→ EXERCISE AIM
The required result is each line of the entries below containing the string "derive".
━━━━━━━━
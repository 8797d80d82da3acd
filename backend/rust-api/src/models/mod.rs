pub mod dashboard;
pub mod draft;
pub mod form;
pub mod participation;
pub mod refresh_token;
pub mod submission;
pub mod user;

use mongodb::bson::oid::ObjectId;

/// Fresh document identifier, rendered as 24 hex characters.
pub fn new_id() -> String {
    ObjectId::new().to_hex()
}

// Serde converters for chrono::DateTime <-> mongodb::bson::DateTime
pub(crate) mod bson_datetime_as_chrono {
    use chrono::{DateTime, Utc};
    use mongodb::bson;
    use serde::{de::Error, Deserialize, Deserializer, Serialize, Serializer};

    pub fn serialize<S>(date: &DateTime<Utc>, serializer: S) -> Result<S::Ok, S::Error>
    where
        S: Serializer,
    {
        let bson_dt = bson::DateTime::from_millis(date.timestamp_millis());
        bson_dt.serialize(serializer)
    }

    pub fn deserialize<'de, D>(deserializer: D) -> Result<DateTime<Utc>, D::Error>
    where
        D: Deserializer<'de>,
    {
        let bson_dt = bson::DateTime::deserialize(deserializer)?;
        DateTime::from_timestamp_millis(bson_dt.timestamp_millis())
            .ok_or_else(|| D::Error::custom("timestamp out of range"))
    }
}

pub(crate) mod bson_datetime_as_chrono_option {
    use chrono::{DateTime, Utc};
    use mongodb::bson;
    use serde::{de::Error, Deserialize, Deserializer, Serializer};

    pub fn serialize<S>(date: &Option<DateTime<Utc>>, serializer: S) -> Result<S::Ok, S::Error>
    where
        S: Serializer,
    {
        match date {
            Some(d) => {
                let bson_dt = bson::DateTime::from_millis(d.timestamp_millis());
                serializer.serialize_some(&bson_dt)
            }
            None => serializer.serialize_none(),
        }
    }

    pub fn deserialize<'de, D>(deserializer: D) -> Result<Option<DateTime<Utc>>, D::Error>
    where
        D: Deserializer<'de>,
    {
        let opt_bson_dt: Option<bson::DateTime> = Option::deserialize(deserializer)?;
        opt_bson_dt
            .map(|bson_dt| {
                DateTime::from_timestamp_millis(bson_dt.timestamp_millis())
                    .ok_or_else(|| D::Error::custom("timestamp out of range"))
            })
            .transpose()
    }
}
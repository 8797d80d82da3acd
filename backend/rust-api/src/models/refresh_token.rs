use chrono::{DateTime, Utc};
use serde::{Deserialize, Serialize};

use super::bson_datetime_as_chrono;

/// Refresh token stored in MongoDB "refresh_tokens" collection
#[derive(Debug, Clone, Serialize, Deserialize)]
pub struct RefreshToken {
    #[serde(rename = "_id")]
    pub id: String,

    #[serde(rename = "userId")]
    pub user_id: String,

    /// SHA-256 hash of the actual refresh token (stored for validation)
    pub token_hash: String,

    #[serde(rename = "createdAt", with = "bson_datetime_as_chrono")]
    pub created_at: DateTime<Utc>,

    #[serde(rename = "expiresAt", with = "bson_datetime_as_chrono")]
    pub expires_at: DateTime<Utc>,

    #[serde(rename = "lastUsedAt", with = "bson_datetime_as_chrono")]
    pub last_used_at: DateTime<Utc>,

    #[serde(default)]
    pub revoked: bool,
}

impl RefreshToken {
    pub fn is_usable_at(&self, now: DateTime<Utc>) -> bool {
        !self.revoked && self.expires_at > now
    }
}

#[derive(Debug, Deserialize)]
pub struct RefreshTokenRequest {
    pub refresh_token: String,
}

#[derive(Debug, Serialize)]
pub struct RefreshTokenResponse {
    pub access_token: String,
}
use axum::{
    extract::{Path, Query, State},
    http::StatusCode,
    response::IntoResponse,
    Extension, Json,
};
use std::sync::Arc;

use crate::{
    error::ServiceError,
    extractors::AppJson,
    middlewares::auth::JwtClaims,
    models::{
        form::{CreateFormRequest, UpdateFormRequest},
        participation::ParticipationStatus,
        submission::{HasVotedQuery, HasVotedResponse, SubmissionResponse, SubmitFormRequest},
    },
    services::{
        draft_service::DraftService, form_service::FormService,
        participation_service::ParticipationService, submission_service::SubmissionService,
        AppState,
    },
};

/// POST /api/v1/forms
pub async fn create_form(
    State(state): State<Arc<AppState>>,
    Extension(claims): Extension<JwtClaims>,
    AppJson(req): AppJson<CreateFormRequest>,
) -> Result<impl IntoResponse, ServiceError> {
    let form = FormService::new(state.store.clone())
        .create_form(&claims.sub, req)
        .await?;
    Ok((StatusCode::CREATED, Json(form)))
}

/// GET /api/v1/forms/user
pub async fn list_user_forms(
    State(state): State<Arc<AppState>>,
    Extension(claims): Extension<JwtClaims>,
) -> Result<impl IntoResponse, ServiceError> {
    let forms = FormService::new(state.store.clone())
        .list_user_forms(&claims.sub)
        .await?;
    Ok(Json(forms))
}

/// GET /api/v1/forms/{id}
pub async fn get_form(
    State(state): State<Arc<AppState>>,
    Extension(claims): Extension<JwtClaims>,
    Path(form_id): Path<String>,
) -> Result<impl IntoResponse, ServiceError> {
    let form = FormService::new(state.store.clone())
        .get_form(&claims.sub, &form_id)
        .await?;
    Ok(Json(form))
}

/// GET /api/v1/forms/{id}/public
pub async fn get_public_form(
    State(state): State<Arc<AppState>>,
    Path(form_id): Path<String>,
) -> Result<impl IntoResponse, ServiceError> {
    let form = FormService::new(state.store.clone())
        .get_public_form(&form_id)
        .await?;
    Ok(Json(form))
}

/// PUT /api/v1/forms/{id}
pub async fn update_form(
    State(state): State<Arc<AppState>>,
    Extension(claims): Extension<JwtClaims>,
    Path(form_id): Path<String>,
    AppJson(req): AppJson<UpdateFormRequest>,
) -> Result<impl IntoResponse, ServiceError> {
    let form = FormService::new(state.store.clone())
        .update_form(&claims.sub, &form_id, req)
        .await?;
    Ok(Json(form))
}

/// DELETE /api/v1/forms/{id}
pub async fn delete_form(
    State(state): State<Arc<AppState>>,
    Extension(claims): Extension<JwtClaims>,
    Path(form_id): Path<String>,
) -> Result<impl IntoResponse, ServiceError> {
    FormService::new(state.store.clone())
        .delete_form(&claims.sub, &form_id)
        .await?;
    Ok(StatusCode::NO_CONTENT)
}

/// POST /api/v1/forms/{id}/submit
///
/// Once the submission is stored the participation is marked completed and
/// the draft dropped. Failures in those follow-ups are logged, not returned:
/// the submission itself already succeeded.
pub async fn submit_form(
    State(state): State<Arc<AppState>>,
    Extension(claims): Extension<JwtClaims>,
    Path(form_id): Path<String>,
    AppJson(req): AppJson<SubmitFormRequest>,
) -> Result<impl IntoResponse, ServiceError> {
    let submission = SubmissionService::new(state.store.clone())
        .submit(&form_id, &claims.sub, &req.answers)
        .await?;

    if let Err(e) = ParticipationService::new(state.store.clone())
        .set_status(&claims.sub, &form_id, ParticipationStatus::Completed)
        .await
    {
        tracing::warn!(
            user_id = %claims.sub,
            form_id = %form_id,
            error = %e,
            "Could not mark participation completed"
        );
    }
    if let Err(e) = DraftService::new(state.store.clone())
        .remove_draft(&claims.sub, &form_id)
        .await
    {
        tracing::warn!(
            user_id = %claims.sub,
            form_id = %form_id,
            error = %e,
            "Could not remove draft after submission"
        );
    }

    Ok((StatusCode::CREATED, Json(SubmissionResponse::from(submission))))
}

/// GET /api/v1/forms/{id}/hasvoted?email=
pub async fn has_voted(
    State(state): State<Arc<AppState>>,
    Path(form_id): Path<String>,
    Query(query): Query<HasVotedQuery>,
) -> Result<impl IntoResponse, ServiceError> {
    let submitted = SubmissionService::new(state.store.clone())
        .has_submitted(&form_id, &query.email)
        .await?;
    Ok(Json(HasVotedResponse { submitted }))
}

/// GET /api/v1/forms/{id}/voters
pub async fn list_voters(
    State(state): State<Arc<AppState>>,
    Extension(claims): Extension<JwtClaims>,
    Path(form_id): Path<String>,
) -> Result<impl IntoResponse, ServiceError> {
    let voters = SubmissionService::new(state.store.clone())
        .voters(&form_id, &claims.sub)
        .await?;
    Ok(Json(voters))
}
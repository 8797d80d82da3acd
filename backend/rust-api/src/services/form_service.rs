use chrono::{DateTime, Utc};
use std::sync::Arc;
use validator::Validate;

use super::authorization_service::FormAuthorizationService;
use crate::error::{ServiceError, ServiceResult};
use crate::metrics::{FORMS_CREATED_TOTAL, FORMS_DELETED_TOTAL};
use crate::models::form::{
    CreateFormRequest, Form, FormResponse, FormSummary, PublicFormResponse, Question,
    QuestionOption, QuestionType, UpdateFormRequest, UpdateOptionRequest,
};
use crate::models::new_id;
use crate::repository::Store;
use crate::utils::time::truncate_to_millis;

pub struct FormService {
    store: Arc<dyn Store>,
}

fn check_window(start_at: DateTime<Utc>, end_at: Option<DateTime<Utc>>) -> ServiceResult<()> {
    match end_at {
        Some(end_at) if end_at < start_at => Err(ServiceError::InvalidForm(
            "end_at must not be before start_at".to_string(),
        )),
        _ => Ok(()),
    }
}

fn check_question(question: &Question) -> ServiceResult<()> {
    if question.title.trim().is_empty() {
        return Err(ServiceError::InvalidForm(
            "question title must not be empty".to_string(),
        ));
    }
    if question.options.iter().any(|o| o.title.trim().is_empty()) {
        return Err(ServiceError::InvalidForm(format!(
            "question {} has an option without a title",
            question.id
        )));
    }

    match question.question_type {
        QuestionType::SingleChoice | QuestionType::MultipleChoice => {
            if question.options.is_empty() {
                return Err(ServiceError::InvalidForm(format!(
                    "{} question {} needs at least one option",
                    question.question_type, question.id
                )));
            }
        }
        QuestionType::Text => {
            if !question.options.is_empty() {
                return Err(ServiceError::InvalidForm(format!(
                    "text question {} must not have options",
                    question.id
                )));
            }
        }
    }
    Ok(())
}

fn build_options(options: Vec<UpdateOptionRequest>) -> Vec<QuestionOption> {
    options
        .into_iter()
        .map(|o| QuestionOption {
            id: o.id.unwrap_or_else(new_id),
            title: o.title,
        })
        .collect()
}

impl FormService {
    pub fn new(store: Arc<dyn Store>) -> Self {
        Self { store }
    }

    async fn load(&self, form_id: &str) -> ServiceResult<Form> {
        self.store
            .find_form(form_id)
            .await?
            .ok_or(ServiceError::FormNotFound)
    }

    async fn load_owned(&self, user_id: &str, form_id: &str) -> ServiceResult<Form> {
        let form = self.load(form_id).await?;
        FormAuthorizationService::new(self.store.clone()).can_view_results(user_id, &form)?;
        Ok(form)
    }

    pub async fn create_form(
        &self,
        owner_id: &str,
        req: CreateFormRequest,
    ) -> ServiceResult<FormResponse> {
        req.validate()?;

        let now = truncate_to_millis(Utc::now());
        let start_at = req.start_at.map(truncate_to_millis).unwrap_or(now);
        let end_at = req.end_at.map(truncate_to_millis);
        check_window(start_at, end_at)?;

        let questions: Vec<Question> = req
            .questions
            .into_iter()
            .map(|q| Question {
                id: new_id(),
                title: q.title,
                question_type: q.question_type,
                options: q
                    .options
                    .into_iter()
                    .map(|o| QuestionOption {
                        id: new_id(),
                        title: o.title,
                    })
                    .collect(),
            })
            .collect();
        questions.iter().try_for_each(check_question)?;

        let form = Form {
            id: new_id(),
            title: req.title,
            description: req.description,
            start_at,
            end_at,
            owner_id: owner_id.to_string(),
            questions,
            created_at: now,
            updated_at: now,
            deleted_at: None,
        };

        self.store.insert_form(&form).await?;
        FORMS_CREATED_TOTAL.inc();

        tracing::info!(
            form_id = %form.id,
            owner_id = %owner_id,
            questions = form.questions.len(),
            "Form created"
        );

        Ok(FormResponse::from(form))
    }

    /// Full view, owner only.
    pub async fn get_form(&self, user_id: &str, form_id: &str) -> ServiceResult<FormResponse> {
        Ok(FormResponse::from(self.load_owned(user_id, form_id).await?))
    }

    /// Respondent view, open to any authenticated user.
    pub async fn get_public_form(&self, form_id: &str) -> ServiceResult<PublicFormResponse> {
        Ok(PublicFormResponse::from(self.load(form_id).await?))
    }

    pub async fn list_user_forms(&self, owner_id: &str) -> ServiceResult<Vec<FormSummary>> {
        let forms = self.store.list_forms_by_owner(owner_id).await?;
        Ok(forms.into_iter().map(FormSummary::from).collect())
    }

    /// Partial update. Only supplied fields change; questions are matched by id.
    pub async fn update_form(
        &self,
        user_id: &str,
        form_id: &str,
        req: UpdateFormRequest,
    ) -> ServiceResult<FormResponse> {
        req.validate()?;
        let mut form = self.load_owned(user_id, form_id).await?;

        if let Some(title) = req.title {
            form.title = title;
        }
        if let Some(description) = req.description {
            form.description = description;
        }
        if let Some(start_at) = req.start_at {
            form.start_at = truncate_to_millis(start_at);
        }
        if let Some(end_at) = req.end_at {
            form.end_at = Some(truncate_to_millis(end_at));
        }
        check_window(form.start_at, form.end_at)?;

        if !req.deleted_question_ids.is_empty() {
            form.questions
                .retain(|q| !req.deleted_question_ids.contains(&q.id));
        }

        let wants_type_change = req.questions.iter().any(|q| {
            q.id.as_ref().is_some_and(|id| {
                form.question(id)
                    .zip(q.question_type)
                    .is_some_and(|(existing, new_type)| existing.question_type != new_type)
            })
        });
        if wants_type_change && self.store.count_submissions_by_form(&form.id).await? > 0 {
            return Err(ServiceError::InvalidForm(
                "question types cannot change once the form has submissions".to_string(),
            ));
        }

        for update in req.questions {
            match update.id {
                Some(id) => {
                    let question = form
                        .questions
                        .iter_mut()
                        .find(|q| q.id == id)
                        .ok_or_else(|| ServiceError::QuestionNotInForm(id.clone()))?;
                    if let Some(title) = update.title {
                        question.title = title;
                    }
                    if let Some(question_type) = update.question_type {
                        question.question_type = question_type;
                    }
                    if let Some(options) = update.options {
                        question.options = build_options(options);
                    }
                }
                None => {
                    let title = update.title.ok_or_else(|| {
                        ServiceError::InvalidForm("new question requires a title".to_string())
                    })?;
                    let question_type = update.question_type.ok_or_else(|| {
                        ServiceError::InvalidForm("new question requires a type".to_string())
                    })?;
                    form.questions.push(Question {
                        id: new_id(),
                        title,
                        question_type,
                        options: build_options(update.options.unwrap_or_default()),
                    });
                }
            }
        }
        form.questions.iter().try_for_each(check_question)?;

        form.updated_at = truncate_to_millis(Utc::now());
        if !self.store.replace_form(&form).await? {
            return Err(ServiceError::FormNotFound);
        }

        tracing::info!(form_id = %form.id, "Form updated");
        Ok(FormResponse::from(form))
    }

    /// Removes the form together with everything that hangs off it.
    pub async fn delete_form(&self, user_id: &str, form_id: &str) -> ServiceResult<()> {
        let form = self.load_owned(user_id, form_id).await?;

        let now = truncate_to_millis(Utc::now());
        if !self.store.delete_form_cascade(&form.id, now).await? {
            return Err(ServiceError::FormNotFound);
        }
        FORMS_DELETED_TOTAL.inc();

        tracing::info!(form_id = %form.id, owner_id = %user_id, "Form deleted");
        Ok(())
    }
}

#[cfg(test)]
mod tests {
    use super::*;
    use chrono::Duration;

    fn question(question_type: QuestionType, options: &[&str]) -> Question {
        Question {
            id: "q1".to_string(),
            title: "Question".to_string(),
            question_type,
            options: options
                .iter()
                .map(|title| QuestionOption {
                    id: new_id(),
                    title: title.to_string(),
                })
                .collect(),
        }
    }

    #[test]
    fn test_choice_questions_need_options() {
        assert!(check_question(&question(QuestionType::SingleChoice, &[])).is_err());
        assert!(check_question(&question(QuestionType::MultipleChoice, &["a"])).is_ok());
    }

    #[test]
    fn test_text_questions_reject_options() {
        assert!(check_question(&question(QuestionType::Text, &["a"])).is_err());
        assert!(check_question(&question(QuestionType::Text, &[])).is_ok());
    }

    #[test]
    fn test_window_order() {
        let now = Utc::now();
        assert!(check_window(now, Some(now - Duration::seconds(1))).is_err());
        assert!(check_window(now, Some(now)).is_ok());
        assert!(check_window(now, None).is_ok());
    }
}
━━━━━━━━
→ WRITTEN REPLY
#[derive(Debug, Clone, Serialize, Deserialize)]
#[derive(Debug, Deserialize)]
#[derive(Debug, Serialize)]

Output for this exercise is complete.